We examined the role of cumulus cells regarding in vitro maturation of canine oocytes, and investigated estrogen and epidermal growth factor (EGF) receptor gene expression and action on nuclear maturation. Canine cumulus-oocyte complexes (COC) were collected from anestrous and diestrous bitches; only COC with vitelline diameter >100 microm were used. In Experiment 1, expression of estrogen receptor (ER) alpha, ERbeta and EGF-receptor (EGF-R) were determined by reverse transcription-polymerase chain reaction (RT-PCR), using mRNA from the oocyte or cumulus cell. Transcripts for the ERbeta and EGF-R were detected in oocytes and cumulus cells, but no message was detected for ERalpha. In Experiment 2, intact COC and the denuded oocytes were cultured in TCM199 medium supplemented with various concentrations of estradiol-17beta (E(2); 0-10 microg/mL) or EGF (0-100 ng/mL) for 72 h; nuclear maturation was then evaluated. In oocytes cultured within intact COC, the rate of germinal vesicle breakdown (GVBD) was higher in the 1 microg/mL E(2) supplemented group (P<0.05), and the rate of metaphase I (MI) was higher in the 10 ng/mL EGF supplemented group, than in the non-supplemented group (P<0.05). However, supplementation of E(2) or EGF to denuded oocytes failed to promote nuclear maturation. In Experiment 3, intact COC were cultured in TCM199 supplemented with 1 microg/mL E(2), 10 ng/mL EGF, and 10% fetal bovine serum (FBS) for 72 h, and nuclear maturation was evaluated. There was no significant difference in the rate of metaphase II (MII) between the medium only, E(2)+EGF, and FBS supplement groups.
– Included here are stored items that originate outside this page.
//! HTML page shell for static site generation.
//!
//! The navigation and footer fragments are rendered once per run and
//! injected verbatim into every page, so the sidebar and generation time
//! are identical across the whole site.

use std::fmt::Write;

use chrono::{DateTime, Utc};
use html_escape::{encode_double_quoted_attribute, encode_text};
use refdoc_site::{BreadcrumbItem, NavItem, Navigation};

/// Stylesheet shared by all pages.
pub const STYLESHEET: &str = "style.css";

/// Default stylesheet contents.
pub const DEFAULT_CSS: &str = "\
body { margin: 0; font-family: system-ui, sans-serif; color: #1f2937; }
.layout { display: flex; min-height: 100vh; }
aside.sidebar { width: 280px; flex-shrink: 0; border-right: 1px solid #e5e7eb; padding: 1.5rem 1rem; overflow-y: auto; }
aside.sidebar ul { list-style: none; margin: 0; padding-left: 0.75rem; }
aside.sidebar a { color: #374151; text-decoration: none; font-size: 0.875rem; }
main { flex: 1; min-width: 0; padding: 1.5rem 2rem 3rem; }
.breadcrumbs ol { display: flex; list-style: none; padding: 0; color: #4b5563; font-size: 0.875rem; }
.breadcrumb-item::after { content: \"/\"; margin: 0 0.5rem; color: #9ca3af; }
.breadcrumb-item:last-child::after { content: none; }
pre.syntax { background: #f3f4f6; padding: 0.75rem 1rem; overflow-x: auto; }
table { border-collapse: collapse; }
td, th { border-bottom: 1px solid #e5e7eb; padding: 0.25rem 0.75rem; text-align: left; vertical-align: top; }
.summary.empty { display: none; }
.origin { color: #6b7280; font-size: 0.875rem; }
footer { border-top: 1px solid #e5e7eb; margin-top: 3rem; padding-top: 1rem; color: #6b7280; font-size: 0.75rem; }
";

/// All data needed to render a page.
pub struct PageData<'p> {
    /// Page title.
    pub title: &'p str,
    /// Site title, appended to the page title.
    pub site_title: &'p str,
    /// Rendered page body.
    pub html_content: &'p str,
    /// Breadcrumbs from the root to the page's parent.
    pub breadcrumbs: &'p [BreadcrumbItem],
    /// Shared navigation sidebar fragment.
    pub navigation: &'p str,
    /// Shared footer fragment.
    pub footer: &'p str,
}

/// Render a complete HTML page.
pub fn render_page(page: &PageData<'_>) -> String {
    let mut html = String::with_capacity(page.navigation.len() + page.html_content.len() + 1024);

    html.push_str("<!DOCTYPE html>\n<html lang=\"en\">\n<head>\n");
    html.push_str("<meta charset=\"utf-8\">\n");
    html.push_str("<meta name=\"viewport\" content=\"width=device-width, initial-scale=1\">\n");
    let _ = writeln!(
        html,
        "<title>{} - {}</title>",
        encode_text(page.title),
        encode_text(page.site_title)
    );
    let _ = writeln!(html, "<link rel=\"stylesheet\" href=\"{STYLESHEET}\">");
    html.push_str("</head>\n<body>\n");

    html.push_str("<div class=\"layout\">\n");
    html.push_str(page.navigation);

    html.push_str("<main>\n");
    render_breadcrumbs(&mut html, page.breadcrumbs);
    html.push_str("<article>\n");
    html.push_str(page.html_content);
    html.push_str("</article>\n");
    html.push_str(page.footer);
    html.push_str("</main>\n</div>\n</body>\n</html>\n");
    html
}

/// Render the navigation sidebar shared by every page.
pub fn render_navigation(navigation: &Navigation, site_title: &str) -> String {
    let mut html = String::from("<aside class=\"sidebar\">\n");
    let _ = writeln!(
        html,
        "<a href=\"{}\" class=\"site-title\">{}</a>",
        encode_double_quoted_attribute(&navigation.home.href),
        encode_text(site_title)
    );
    html.push_str("<nav>\n<ul>\n");
    render_nav_items(&mut html, &navigation.items);
    html.push_str("</ul>\n</nav>\n</aside>\n");
    html
}

fn render_nav_items(html: &mut String, items: &[NavItem]) {
    for item in items {
        html.push_str("<li>\n");
        let _ = writeln!(
            html,
            "<a href=\"{}\">{}</a>",
            encode_double_quoted_attribute(&item.href),
            encode_text(&item.title)
        );
        if !item.children.is_empty() {
            html.push_str("<ul>\n");
            render_nav_items(html, &item.children);
            html.push_str("</ul>\n");
        }
        html.push_str("</li>\n");
    }
}

/// Render the footer shared by every page.
pub fn render_footer(site_title: &str, generated_at: DateTime<Utc>) -> String {
    format!(
        "<footer>{} &middot; Generated {}</footer>\n",
        encode_text(site_title),
        generated_at.format("%Y-%m-%d %H:%M:%S UTC")
    )
}

fn render_breadcrumbs(html: &mut String, breadcrumbs: &[BreadcrumbItem]) {
    if breadcrumbs.is_empty() {
        return;
    }
    html.push_str("<nav class=\"breadcrumbs\">\n<ol>\n");
    for crumb in breadcrumbs {
        let _ = writeln!(
            html,
            "<li class=\"breadcrumb-item\"><a href=\"{}\">{}</a></li>",
            encode_double_quoted_attribute(&crumb.href),
            encode_text(&crumb.title)
        );
    }
    html.push_str("</ol>\n</nav>\n");
}
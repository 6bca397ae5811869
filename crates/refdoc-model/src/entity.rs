//! Documentable entities: types and their members.
//!
//! These are the projections of a compiled artifact that the site model
//! works with. Each carries only the fields the generator uses.

use serde::{Deserialize, Serialize};

use crate::names::strip_arity;
use crate::reference::TypeReference;

/// Kind of a documented type.
#[derive(Clone, Copy, Debug, PartialEq, Eq, Hash, Serialize, Deserialize)]
#[serde(rename_all = "snake_case")]
pub enum TypeKind {
    /// Reference type.
    Class,
    /// Value type.
    Struct,
    /// Interface type.
    Interface,
    /// Enumeration.
    Enum,
}

impl TypeKind {
    /// Declaration keyword.
    pub fn keyword(self) -> &'static str {
        match self {
            Self::Class => "class",
            Self::Struct => "struct",
            Self::Interface => "interface",
            Self::Enum => "enum",
        }
    }
}

/// Member accessibility.
#[derive(Clone, Copy, Debug, Default, PartialEq, Eq, Hash, Serialize, Deserialize)]
#[serde(rename_all = "snake_case")]
pub enum Access {
    /// `public`
    #[default]
    Public,
    /// `protected internal`
    ProtectedInternal,
    /// `protected`
    Protected,
    /// `internal`
    Internal,
    /// `private`
    Private,
}

impl Access {
    /// Access keyword(s).
    pub fn keyword(self) -> &'static str {
        match self {
            Self::Public => "public",
            Self::ProtectedInternal => "protected internal",
            Self::Protected => "protected",
            Self::Internal => "internal",
            Self::Private => "private",
        }
    }

    /// Visibility rank, higher is more visible.
    fn rank(self) -> u8 {
        match self {
            Self::Public => 4,
            Self::ProtectedInternal => 3,
            Self::Protected => 2,
            Self::Internal => 1,
            Self::Private => 0,
        }
    }

    /// The more visible of two access levels.
    #[must_use]
    pub fn max(self, other: Self) -> Self {
        if other.rank() > self.rank() { other } else { self }
    }
}

/// Modifier on a method or constructor parameter.
#[derive(Clone, Copy, Debug, Default, PartialEq, Eq, Hash, Serialize, Deserialize)]
#[serde(rename_all = "snake_case")]
pub enum ParameterModifier {
    /// Plain by-value parameter.
    #[default]
    None,
    /// `ref` parameter.
    Ref,
    /// `out` parameter.
    Out,
    /// `params` array.
    Params,
}

/// Method or constructor parameter.
#[derive(Clone, Debug, PartialEq, Eq, Serialize, Deserialize)]
pub struct Parameter {
    /// Parameter name.
    pub name: String,
    /// Declared type.
    #[serde(rename = "type")]
    pub parameter_type: TypeReference,
    /// Passing modifier.
    #[serde(default)]
    pub modifier: ParameterModifier,
}

impl Parameter {
    /// Create a by-value parameter.
    pub fn new(name: impl Into<String>, parameter_type: TypeReference) -> Self {
        Self {
            name: name.into(),
            parameter_type,
            modifier: ParameterModifier::None,
        }
    }

    /// Set the passing modifier.
    #[must_use]
    pub fn with_modifier(mut self, modifier: ParameterModifier) -> Self {
        self.modifier = modifier;
        self
    }
}

/// Constant value passed to an attribute constructor.
#[derive(Clone, Debug, PartialEq, Serialize, Deserialize)]
#[serde(untagged)]
pub enum AttributeValue {
    /// Boolean literal.
    Bool(bool),
    /// Integer literal.
    Int(i64),
    /// Floating point literal.
    Float(f64),
    /// String literal.
    Str(String),
}

/// Positional or named attribute argument.
#[derive(Clone, Debug, PartialEq, Serialize, Deserialize)]
pub struct AttributeArgument {
    /// Property name for named arguments.
    #[serde(default)]
    pub name: Option<String>,
    /// Argument value.
    pub value: AttributeValue,
}

/// Custom attribute applied to a type or member.
#[derive(Clone, Debug, PartialEq, Serialize, Deserialize)]
pub struct AttributeDef {
    /// Full name of the attribute type.
    #[serde(rename = "type")]
    pub type_name: String,
    /// Constructor and named arguments.
    #[serde(default)]
    pub arguments: Vec<AttributeArgument>,
}

impl AttributeDef {
    /// Attribute without arguments.
    pub fn new(type_name: impl Into<String>) -> Self {
        Self {
            type_name: type_name.into(),
            arguments: Vec::new(),
        }
    }
}

/// Entities that may carry a documentation summary.
pub trait Documented {
    /// Raw summary text as provided by the artifact.
    fn raw_summary(&self) -> Option<&str>;

    /// Summary text, `None` when missing or blank.
    fn summary(&self) -> Option<&str> {
        self.raw_summary().map(str::trim).filter(|s| !s.is_empty())
    }
}

/// Instance or static constructor.
#[derive(Clone, Debug, Default, PartialEq, Serialize, Deserialize)]
pub struct ConstructorDef {
    /// Parameters in declaration order.
    #[serde(default)]
    pub parameters: Vec<Parameter>,
    /// Accessibility.
    #[serde(default)]
    pub access: Access,
    /// Custom attributes.
    #[serde(default)]
    pub attributes: Vec<AttributeDef>,
    /// Summary comment.
    #[serde(default)]
    pub summary: Option<String>,
}

impl ConstructorDef {
    /// Public constructor with the given parameters.
    pub fn new(parameters: Vec<Parameter>) -> Self {
        Self {
            parameters,
            ..Self::default()
        }
    }
}

/// Property declaration.
#[derive(Clone, Debug, PartialEq, Serialize, Deserialize)]
pub struct PropertyDef {
    /// Property name.
    pub name: String,
    /// Property type.
    #[serde(rename = "type")]
    pub property_type: TypeReference,
    /// Getter accessibility, `None` when write-only.
    #[serde(default = "default_accessor")]
    pub getter: Option<Access>,
    /// Setter accessibility, `None` when read-only.
    #[serde(default)]
    pub setter: Option<Access>,
    /// Static property.
    #[serde(default)]
    pub is_static: bool,
    /// Custom attributes.
    #[serde(default)]
    pub attributes: Vec<AttributeDef>,
    /// Summary comment.
    #[serde(default)]
    pub summary: Option<String>,
}

#[allow(clippy::unnecessary_wraps)]
fn default_accessor() -> Option<Access> {
    Some(Access::Public)
}

impl PropertyDef {
    /// Public read-only property.
    pub fn new(name: impl Into<String>, property_type: TypeReference) -> Self {
        Self {
            name: name.into(),
            property_type,
            getter: Some(Access::Public),
            setter: None,
            is_static: false,
            attributes: Vec::new(),
            summary: None,
        }
    }

    /// Add a setter with the given accessibility.
    #[must_use]
    pub fn with_setter(mut self, access: Access) -> Self {
        self.setter = Some(access);
        self
    }

    /// Attach a summary.
    #[must_use]
    pub fn with_summary(mut self, summary: impl Into<String>) -> Self {
        self.summary = Some(summary.into());
        self
    }
}

/// Method declaration.
#[derive(Clone, Debug, PartialEq, Serialize, Deserialize)]
pub struct MethodDef {
    /// Method name.
    pub name: String,
    /// Generic parameter names of a generic method.
    #[serde(default)]
    pub generic_parameters: Vec<String>,
    /// Parameters in declaration order.
    #[serde(default)]
    pub parameters: Vec<Parameter>,
    /// Return type.
    #[serde(default = "TypeReference::void")]
    pub return_type: TypeReference,
    /// Accessibility.
    #[serde(default)]
    pub access: Access,
    /// Static method.
    #[serde(default)]
    pub is_static: bool,
    /// Abstract method.
    #[serde(default)]
    pub is_abstract: bool,
    /// Virtual method.
    #[serde(default)]
    pub is_virtual: bool,
    /// Overrides a base class method.
    #[serde(default)]
    pub is_override: bool,
    /// Extension method: the first parameter is the extended type.
    #[serde(default)]
    pub is_extension: bool,
    /// Custom attributes.
    #[serde(default)]
    pub attributes: Vec<AttributeDef>,
    /// Summary comment.
    #[serde(default)]
    pub summary: Option<String>,
}

impl MethodDef {
    /// Public instance method returning `void`.
    pub fn new(name: impl Into<String>, parameters: Vec<Parameter>) -> Self {
        Self {
            name: name.into(),
            generic_parameters: Vec::new(),
            parameters,
            return_type: TypeReference::void(),
            access: Access::Public,
            is_static: false,
            is_abstract: false,
            is_virtual: false,
            is_override: false,
            is_extension: false,
            attributes: Vec::new(),
            summary: None,
        }
    }

    /// Static extension method extending the first parameter's type.
    pub fn extension(name: impl Into<String>, parameters: Vec<Parameter>) -> Self {
        Self {
            is_static: true,
            is_extension: true,
            ..Self::new(name, parameters)
        }
    }

    /// Set the return type.
    #[must_use]
    pub fn returning(mut self, return_type: TypeReference) -> Self {
        self.return_type = return_type;
        self
    }

    /// Attach a summary.
    #[must_use]
    pub fn with_summary(mut self, summary: impl Into<String>) -> Self {
        self.summary = Some(summary.into());
        self
    }

    /// Type extended by an extension method.
    pub fn extended_type(&self) -> Option<&TypeReference> {
        if self.is_extension {
            self.parameters.first().map(|p| &p.parameter_type)
        } else {
            None
        }
    }
}

/// Named enumeration constant.
#[derive(Clone, Debug, PartialEq, Eq, Serialize, Deserialize)]
pub struct EnumValueDef {
    /// Constant name.
    pub name: String,
    /// Underlying value.
    pub value: i64,
    /// Summary comment.
    #[serde(default)]
    pub summary: Option<String>,
}

impl EnumValueDef {
    /// Create an enum value.
    pub fn new(name: impl Into<String>, value: i64) -> Self {
        Self {
            name: name.into(),
            value,
            summary: None,
        }
    }
}

/// Type declaration with its declared members.
#[derive(Clone, Debug, PartialEq, Serialize, Deserialize)]
pub struct TypeDef {
    /// Declaring namespace (empty for the global namespace).
    #[serde(default)]
    pub namespace: String,
    /// Name within the namespace, with arity marker and `+` nesting.
    pub name: String,
    /// Type kind.
    pub kind: TypeKind,
    /// Static class.
    #[serde(default)]
    pub is_static: bool,
    /// Abstract class.
    #[serde(default)]
    pub is_abstract: bool,
    /// Sealed class.
    #[serde(default)]
    pub is_sealed: bool,
    /// Generic parameter names of a generic definition.
    #[serde(default)]
    pub generic_parameters: Vec<String>,
    /// Explicit base type.
    #[serde(default)]
    pub base: Option<TypeReference>,
    /// Directly implemented interfaces.
    #[serde(default)]
    pub interfaces: Vec<TypeReference>,
    /// Declared constructors.
    #[serde(default)]
    pub constructors: Vec<ConstructorDef>,
    /// Declared properties.
    #[serde(default)]
    pub properties: Vec<PropertyDef>,
    /// Declared methods.
    #[serde(default)]
    pub methods: Vec<MethodDef>,
    /// Enumeration constants.
    #[serde(default)]
    pub enum_values: Vec<EnumValueDef>,
    /// Custom attributes.
    #[serde(default)]
    pub attributes: Vec<AttributeDef>,
    /// Summary comment.
    #[serde(default)]
    pub summary: Option<String>,
}

impl TypeDef {
    /// Create an empty type of the given kind.
    pub fn new(namespace: impl Into<String>, name: impl Into<String>, kind: TypeKind) -> Self {
        Self {
            namespace: namespace.into(),
            name: name.into(),
            kind,
            is_static: false,
            is_abstract: false,
            is_sealed: false,
            generic_parameters: Vec::new(),
            base: None,
            interfaces: Vec::new(),
            constructors: Vec::new(),
            properties: Vec::new(),
            methods: Vec::new(),
            enum_values: Vec::new(),
            attributes: Vec::new(),
            summary: None,
        }
    }

    /// Create an empty class.
    pub fn class(namespace: impl Into<String>, name: impl Into<String>) -> Self {
        Self::new(namespace, name, TypeKind::Class)
    }

    /// Full name (`Namespace.Name`).
    pub fn full_name(&self) -> String {
        if self.namespace.is_empty() {
            self.name.clone()
        } else {
            format!("{}.{}", self.namespace, self.name)
        }
    }

    /// Name for display: nesting with dots, arity replaced by parameter list.
    ///
    /// ``Container`1`` with parameter `T` displays as `Container<T>`.
    pub fn display_name(&self) -> String {
        let name = strip_arity(&self.name);
        if self.generic_parameters.is_empty() {
            name
        } else {
            format!("{name}<{}>", self.generic_parameters.join(", "))
        }
    }

    /// True for generic type definitions.
    pub fn is_generic(&self) -> bool {
        !self.generic_parameters.is_empty()
    }

    /// Set the base type.
    #[must_use]
    pub fn with_base(mut self, base: TypeReference) -> Self {
        self.base = Some(base);
        self
    }

    /// Add an implemented interface.
    #[must_use]
    pub fn with_interface(mut self, interface: TypeReference) -> Self {
        self.interfaces.push(interface);
        self
    }

    /// Set generic parameter names.
    #[must_use]
    pub fn with_generic_parameters(mut self, names: &[&str]) -> Self {
        self.generic_parameters = names.iter().map(|n| (*n).to_owned()).collect();
        self
    }

    /// Add a constructor.
    #[must_use]
    pub fn with_constructor(mut self, constructor: ConstructorDef) -> Self {
        self.constructors.push(constructor);
        self
    }

    /// Add a property.
    #[must_use]
    pub fn with_property(mut self, property: PropertyDef) -> Self {
        self.properties.push(property);
        self
    }

    /// Add a method.
    #[must_use]
    pub fn with_method(mut self, method: MethodDef) -> Self {
        self.methods.push(method);
        self
    }

    /// Add an enumeration constant.
    #[must_use]
    pub fn with_enum_value(mut self, value: EnumValueDef) -> Self {
        self.enum_values.push(value);
        self
    }

    /// Attach a summary.
    #[must_use]
    pub fn with_summary(mut self, summary: impl Into<String>) -> Self {
        self.summary = Some(summary.into());
        self
    }

    /// Mark as a static class.
    #[must_use]
    pub fn into_static(mut self) -> Self {
        self.is_static = true;
        self
    }
}

impl Documented for TypeDef {
    fn raw_summary(&self) -> Option<&str> {
        self.summary.as_deref()
    }
}

impl Documented for ConstructorDef {
    fn raw_summary(&self) -> Option<&str> {
        self.summary.as_deref()
    }
}

impl Documented for PropertyDef {
    fn raw_summary(&self) -> Option<&str> {
        self.summary.as_deref()
    }
}

impl Documented for MethodDef {
    fn raw_summary(&self) -> Option<&str> {
        self.summary.as_deref()
    }
}

impl Documented for EnumValueDef {
    fn raw_summary(&self) -> Option<&str> {
        self.summary.as_deref()
    }
}

/// Contents of one compiled artifact.
#[derive(Clone, Debug, Default, PartialEq, Serialize, Deserialize)]
pub struct Assembly {
    /// Artifact name.
    pub name: String,
    /// Visible types in declaration order.
    #[serde(default)]
    pub types: Vec<TypeDef>,
}

impl Assembly {
    /// Create an assembly from its types.
    pub fn new(name: impl Into<String>, types: Vec<TypeDef>) -> Self {
        Self {
            name: name.into(),
            types,
        }
    }
}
When E(2) and EGF in combination with FBS were supplemented, the rate of MII was higher than in other groups (P<0.05). We inferred that cumulus cells were involved in mediating the stimulatory effects of E(2) and EGF on nuclear maturation of canine oocytes, and that E(2) and EGF in combination with FBS promoted the completion of oocyte meiotic maturation.
我们研究了卵丘细胞在犬类卵母细胞体外成熟过程中的作用,并调查了雌激素和表皮生长因子(EGF)受体基因的表达及其对核成熟的作用。从处于乏情期和发情后期的母犬收集犬类卵丘 - 卵母细胞复合体(COC);仅使用卵黄直径>100微米的COC。在实验1中,利用来自卵母细胞或卵丘细胞的mRNA,通过逆转录 - 聚合酶链反应(RT-PCR)测定雌激素受体(ER)α、ERβ和EGF受体(EGF-R)的表达。在卵母细胞和卵丘细胞中检测到了ERβ和EGF-R的转录本,但未检测到ERα的信息。在实验2中,将完整的COC和裸卵在补充有不同浓度雌二醇-17β(E₂;0 - 10微克/毫升)或EGF(0 - 100纳克/毫升)的TCM199培养基中培养72小时;然后评估核成熟情况。在完整COC内培养的卵母细胞中,补充1微克/毫升E₂的组中,生发泡破裂(GVBD)率更高(P<0.05),补充10纳克/毫升EGF的组中,中期I(MI)率高于未补充组(P<0.05)。然而,向裸卵补充E₂或EGF未能促进核成熟。在实验3中,将完整的COC在补充有1微克/毫升E₂、10纳克/毫升EGF和10%胎牛血清(FBS)的TCM199中培养72小时,并评估核成熟情况。仅培养基组、E₂ + EGF组和FBS补充组之间的中期II(MII)率没有显著差异。当E₂和EGF与FBS联合补充时,MII率高于其他组(P<0.05)。我们推断卵丘细胞参与介导E₂和EGF对犬类卵母细胞核成熟的刺激作用,并且E₂和EGF与FBS联合促进了卵母细胞减数分裂成熟的完成。